Ask YC: Feedback on our new service: messagepub.com - luccastera
http://messagepub.com/
======
qeorge
The service sounds interesting, although the pricing is way too high for me
(more on that later). I apologize if I sound harsh in my feedback, I'd be
equally harsh to one of my own projects too. That said:

1) The color you've chosen for "pub" (#FFF191) doesn't contrast with the white
background enough. I find it hard to read. The same problem arises in reverse
on the "Free Trial" badge.

2) "A dead-simple messaging API and web service" doesn't do it for me. I still
have no idea what your product is.

Spell it out for me:

"Get your app talking to Twitter, AIM, and Google Talk in 5 minutes."

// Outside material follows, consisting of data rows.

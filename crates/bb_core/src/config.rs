//! Simulation configuration (YAML).

use std::fs;
use std::path::Path;

use serde::{Deserialize, Serialize};
use thiserror::Error;

#[derive(Error, Debug)]
pub enum ConfigError {
    #[error("IO error: {0}")]
    Io(#[from] std::io::Error),

    #[error("YAML error: {0}")]
    Yaml(#[from] serde_yaml::Error),
}

/// Per-pitch pacing preset.
#[derive(Debug, Clone, Copy, PartialEq, Eq, Default, Serialize, Deserialize)]
#[serde(rename_all = "snake_case")]
pub enum MatchSpeed {
    Slow,
    #[default]
    Normal,
    Fast,
    Instant,
}

impl MatchSpeed {
    /// Delay between pitches.
    pub fn interval_ms(self) -> u64 {
        match self {
            MatchSpeed::Slow => 2000,
            MatchSpeed::Normal => 1200,
            MatchSpeed::Fast => 500,
            MatchSpeed::Instant => 0,
        }
    }

    pub fn parse(text: &str) -> Option<Self> {
        match text.trim().to_ascii_lowercase().as_str() {
            "slow" => Some(MatchSpeed::Slow),
            "normal" => Some(MatchSpeed::Normal),
            "fast" => Some(MatchSpeed::Fast),
            "instant" => Some(MatchSpeed::Instant),
            _ => None,
        }
    }
}

#[derive(Debug, Clone, PartialEq, Serialize, Deserialize)]
#[serde(default)]
pub struct PacingConfig {
    pub speed: MatchSpeed,
    // === Speech gate ===
    /// Re-poll interval while an announcement is still playing.
    pub speech_poll_ms: u64,
    /// Give up waiting on speech after this long and pitch anyway.
    pub speech_max_wait_ms: u64,

    /// Extra pause after a half-inning ends when muted.
    pub inning_pause_ms: u64,
}

impl Default for PacingConfig {
    fn default() -> Self {
        Self {
            speed: MatchSpeed::Normal,
            speech_poll_ms: 300,
            speech_max_wait_ms: 8000,
            inning_pause_ms: 1500,
        }
    }
}

impl PacingConfig {
    pub fn interval_ms(&self) -> u64 {
        self.speed.interval_ms()
    }
}

#[derive(Debug, Clone, PartialEq, Serialize, Deserialize)]
#[serde(default)]
pub struct SimConfig {
    pub pacing: PacingConfig,
    pub autosave: bool,
    pub muted: bool,
}

impl Default for SimConfig {
    fn default() -> Self {
        Self { pacing: PacingConfig::default(), autosave: true, muted: true }
    }
}

impl SimConfig {
    /// Paced for following along with speech.
    pub fn broadcast() -> Self {
        Self {
            pacing: PacingConfig { speed: MatchSpeed::Slow, ..PacingConfig::default() },
            autosave: true,
            muted: false,
        }
    }

    /// No delays at all (batch runs, tests).
    pub fn instant() -> Self {
        Self {
            pacing: PacingConfig {
                speed: MatchSpeed::Instant,
                inning_pause_ms: 0,
                ..PacingConfig::default()
            },
            autosave: true,
            muted: true,
        }
    }

    pub fn from_yaml_str(text: &str) -> Result<Self, ConfigError> {
        Ok(serde_yaml::from_str(text)?)
    }

    pub fn load(path: impl AsRef<Path>) -> Result<Self, ConfigError> {
        Self::from_yaml_str(&fs::read_to_string(path)?)
    }
}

3) The goal of the homepage is to tell me what your product is before losing
my attention. The best way to do that is getting me to watch a video. Make
your video the center of attention on the homepage and optimize for getting
people to watch it.

4) I like the bullet points, but just stick with the first set (no animation).
I would also remove the last one, "A cost effective solution!", as it sounds
like you made up a 5th item to round out the list. I would also make the copy
more active.

5) The upgrade IE6 message is inappropriate for a business website, especially
when trying to sell a web service to web developers. You're trying to convince
me that I can trust your library to handle all the nuanced use cases that
would take me weeks to discover. Remember, I'm a developer so I'm looking for
a reason to write my own library - don't give me one.

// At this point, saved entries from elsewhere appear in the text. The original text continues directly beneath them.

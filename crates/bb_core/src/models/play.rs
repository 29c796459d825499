use serde::{Deserialize, Serialize};

use super::Half;

/// Offensive approach of a club. Selects swing, out and hit-type tables.
#[derive(Debug, Clone, Copy, PartialEq, Eq, Hash, Serialize, Deserialize, Default)]
#[cfg_attr(test, derive(strum_macros::EnumIter))]
#[serde(rename_all = "snake_case")]
pub enum Strategy {
    #[default]
    Balanced,
    Aggressive,
    Patient,
    Contact,
    Power,
}

impl Strategy {
    pub fn as_str(self) -> &'static str {
        match self {
            Strategy::Balanced => "balanced",
            Strategy::Aggressive => "aggressive",
            Strategy::Patient => "patient",
            Strategy::Contact => "contact",
            Strategy::Power => "power",
        }
    }
}

#[derive(Debug, Clone, Copy, PartialEq, Eq, Hash, Serialize, Deserialize)]
#[cfg_attr(test, derive(strum_macros::EnumIter))]
#[serde(rename_all = "snake_case")]
pub enum PitchType {
    Fastball,
    Sinker,
    Slider,
    Curveball,
    Changeup,
}

impl PitchType {
    pub fn as_str(self) -> &'static str {
        match self {
            PitchType::Fastball => "fastball",
            PitchType::Sinker => "sinker",
            PitchType::Slider => "slider",
            PitchType::Curveball => "curveball",
            PitchType::Changeup => "changeup",
        }
    }
}

#[derive(Debug, Clone, Copy, PartialEq, Eq, Hash, Serialize, Deserialize)]
#[serde(rename_all = "snake_case")]
pub enum HitType {
    Single,
    Double,
    Triple,
    HomeRun,
}

impl HitType {
    /// Bases the batter (and every runner) advances.
    pub fn bases(self) -> u8 {
        match self {
            HitType::Single => 1,
            HitType::Double => 2,
            HitType::Triple => 3,
            HitType::HomeRun => 4,
        }
    }

    pub fn as_str(self) -> &'static str {
        match self {
            HitType::Single => "single",
            HitType::Double => "double",
            HitType::Triple => "triple",
            HitType::HomeRun => "home run",
        }
    }
}

/// Batted-ball out.
#[derive(Debug, Clone, Copy, PartialEq, Eq, Hash, Serialize, Deserialize)]
#[serde(rename_all = "snake_case")]
pub enum OutKind {
    GroundOut,
    DoublePlay,
    FlyOut,
    PopOut,
    /// Sacrifice bunt: batter retired, runners move up.
    SacrificeBunt,
    /// Bunt popped up: batter retired, runners hold.
    BuntPopUp,
}

impl OutKind {
    pub fn as_str(self) -> &'static str {
        match self {
            OutKind::GroundOut => "grounds out",
            OutKind::DoublePlay => "grounds into a double play",
            OutKind::FlyOut => "flies out",
            OutKind::PopOut => "pops out",
            OutKind::SacrificeBunt => "lays down a sacrifice bunt",
            OutKind::BuntPopUp => "pops up the bunt",
        }
    }
}

#[derive(Debug, Clone, Copy, PartialEq, Eq, Hash, Serialize, Deserialize)]
#[serde(rename_all = "snake_case")]
pub enum BuntOutcome {
    Sacrifice,
    Single,
    Foul,
    PopUp,
}

/// Override applied to exactly the next pitch resolution.
#[derive(Debug, Clone, Copy, PartialEq, Eq, Hash, Serialize, Deserialize)]
#[serde(rename_all = "snake_case")]
pub enum OnePitchModifier {
    /// Forced swing (swing rate 920/1000).
    SwingAway,
    /// Never swing.
    Take,
    /// Contact bias: more swings, more fouls.
    Protect,
}

impl OnePitchModifier {
    pub fn as_str(self) -> &'static str {
        match self {
            OnePitchModifier::SwingAway => "swing away",
            OnePitchModifier::Take => "take",
            OnePitchModifier::Protect => "protect",
        }
    }
}

/// Destination base of a steal.
#[derive(Debug, Clone, Copy, PartialEq, Eq, Hash, Serialize, Deserialize)]
#[serde(rename_all = "snake_case")]
pub enum Base {
    Second,
    Third,
}

impl Base {
    pub fn as_str(self) -> &'static str {
        match self {
            Base::Second => "second",
            Base::Third => "third",
        }
    }
}

/// Kind of a play-log entry (times on base).
#[derive(Debug, Clone, Copy, PartialEq, Eq, Hash, Serialize, Deserialize)]
#[serde(rename_all = "snake_case")]
pub enum PlayKind {
    Hit(HitType),
    Walk,
    IntentionalWalk,
}

impl PlayKind {
    pub fn is_hit(self) -> bool {
        matches!(self, PlayKind::Hit(_))
    }

    pub fn is_walk(self) -> bool {
        matches!(self, PlayKind::Walk | PlayKind::IntentionalWalk)
    }
}

/// Hit or walk credited to a batting-order slot.
#[derive(Debug, Clone, Copy, PartialEq, Eq, Serialize, Deserialize)]
pub struct PlayLogEntry {
    pub slot: u8,
    pub inning: u8,
    pub half: Half,
    pub kind: PlayKind,
    pub rbi: u8,
}

/// Strikeout or batted-ball out charged to a batting-order slot.
#[derive(Debug, Clone, Copy, PartialEq, Eq, Serialize, Deserialize)]
pub struct OutLogEntry {
    pub slot: u8,
    pub inning: u8,
    pub half: Half,
    #[serde(default)]
    pub kind: Option<OutKind>,
}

So if I see "function showUnsupportedBrowserAlert()" in your Javascript it
says 2 things to me:

\- Your site doesn't render correctly in IE6

\- You don't care enough to fix it

That's doesn't give me confidence in your messaging library, which is far more
complex than HTML/CSS.

Also, suppose someone does come to the site with IE6, or a browser incorrectly
identified as IE6. You're effectively turning them away, is that really what
you want to do? What exactly is broken in IE6 and what would it take to fix
it?

6) The video on the homepage doesn't perform well as a sales tool (I'm not
sure if it was meant to).

I'd make a video that starts with you typing a message into an example app and
clicking send. Then your AIM, Twitter, and GTalk alert new messages while your
phone rings to play the message back with surprisingly high fidelity. Then
show me the 2 lines of code it took (but don't show the install process or
have me watch you type out code).

7) Pricing - I'd switch away from using different prices for
Email/GChat/AIM/Twitter. Even if I'm a current customer it makes them too
tempting to replace one by one. If I'm already integrating with your web
service whats so hard about integrating with theirs?

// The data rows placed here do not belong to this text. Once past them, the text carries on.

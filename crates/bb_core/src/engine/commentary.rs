//! Play-by-play text.
//!
//! Lines are a pure function of the action and the pre-action state, so two
//! games driven by the same seed narrate identically.

use super::state::Count;
use crate::models::{Base, HitType, OnePitchModifier, OutKind, PitchType, Strategy};

pub fn count_suffix(count: Count) -> String {
    format!("Count {}-{}.", count.balls, count.strikes)
}

pub fn ball(number: u8, pitch: PitchType, count: Count) -> String {
    format!("Ball {} ({}). {}", number, pitch.as_str(), count_suffix(count))
}

pub fn strike(swinging: bool, pitch: PitchType, count: Count) -> String {
    let how = if swinging { "swinging" } else { "looking" };
    format!("Strike {} ({}). {}", how, pitch.as_str(), count_suffix(count))
}

pub fn foul(pitch: PitchType, count: Count) -> String {
    format!("Foul ball ({}). {}", pitch.as_str(), count_suffix(count))
}

pub fn strikeout(batter: &str, swinging: bool, pitch: PitchType) -> String {
    let how = if swinging { "swinging" } else { "looking" };
    format!("{} strikes out {} ({}).", batter, how, pitch.as_str())
}

pub fn walk(batter: &str, intentional: bool) -> String {
    if intentional {
        format!("{} is intentionally walked.", batter)
    } else {
        format!("{} draws a walk.", batter)
    }
}

pub fn hit(batter: &str, hit: HitType, pitch: Option<PitchType>) -> String {
    match pitch {
        Some(pitch) => format!("{} hits a {} ({}).", batter, hit.as_str(), pitch.as_str()),
        None => format!("{} beats out a bunt single.", batter),
    }
}

pub fn batted_out(batter: &str, out: OutKind) -> String {
    format!("{} {}.", batter, out.as_str())
}

pub fn runs_scored(runs: u8, away: &str, away_score: u16, home: &str, home_score: u16) -> String {
    let noun = if runs == 1 { "run scores" } else { "runs score" };
    format!("{} {}. {} {}, {} {}.", runs, noun, away, away_score, home, home_score)
}

pub fn steal(base: Base, safe: bool) -> String {
    if safe {
        format!("Runner steals {}.", base.as_str())
    } else {
        format!("Runner caught stealing {}.", base.as_str())
    }
}

pub fn bunt_foul(count: Count) -> String {
    format!("Bunt foul. {}", count_suffix(count))
}

pub fn modifier(modifier: OnePitchModifier) -> String {
    format!("Manager calls {} for the next pitch.", modifier.as_str())
}

pub fn pinch_hitter(strategy: Strategy) -> String {
    format!("Pinch hitter announced ({} approach).", strategy.as_str())
}

pub fn shift(on: bool) -> String {
    if on {
        "Defense shifts.".to_string()
    } else {
        "Defense returns to standard alignment.".to_string()
    }
}

pub fn end_of_half(label: &str) -> String {
    format!("End of {}.", label)
}

pub fn final_score(away: &str, away_score: u16, home: &str, home_score: u16, walk_off: bool) -> String {
    let tag = if walk_off { " Walk-off!" } else { "" };
    format!("Final: {} {}, {} {}.{}", away, away_score, home, home_score, tag)
}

If its feasible I would include a ton of free credits for those services in a
monthly subscription, and make your money charging for SMS and speech-to-text
over the phone. SMS is a traditionally expensive technology, and both it and
phone are much harder to implement than a web service.

I might also change from 1 cent per message to $1 for 100 messages. To me it
sounds cheaper, even though it isn't.

I'd also provide a way for your website to call me with a message I've typed
in to showcase your text-to-speech accuracy.

That's about all I've got. Best of luck with the service!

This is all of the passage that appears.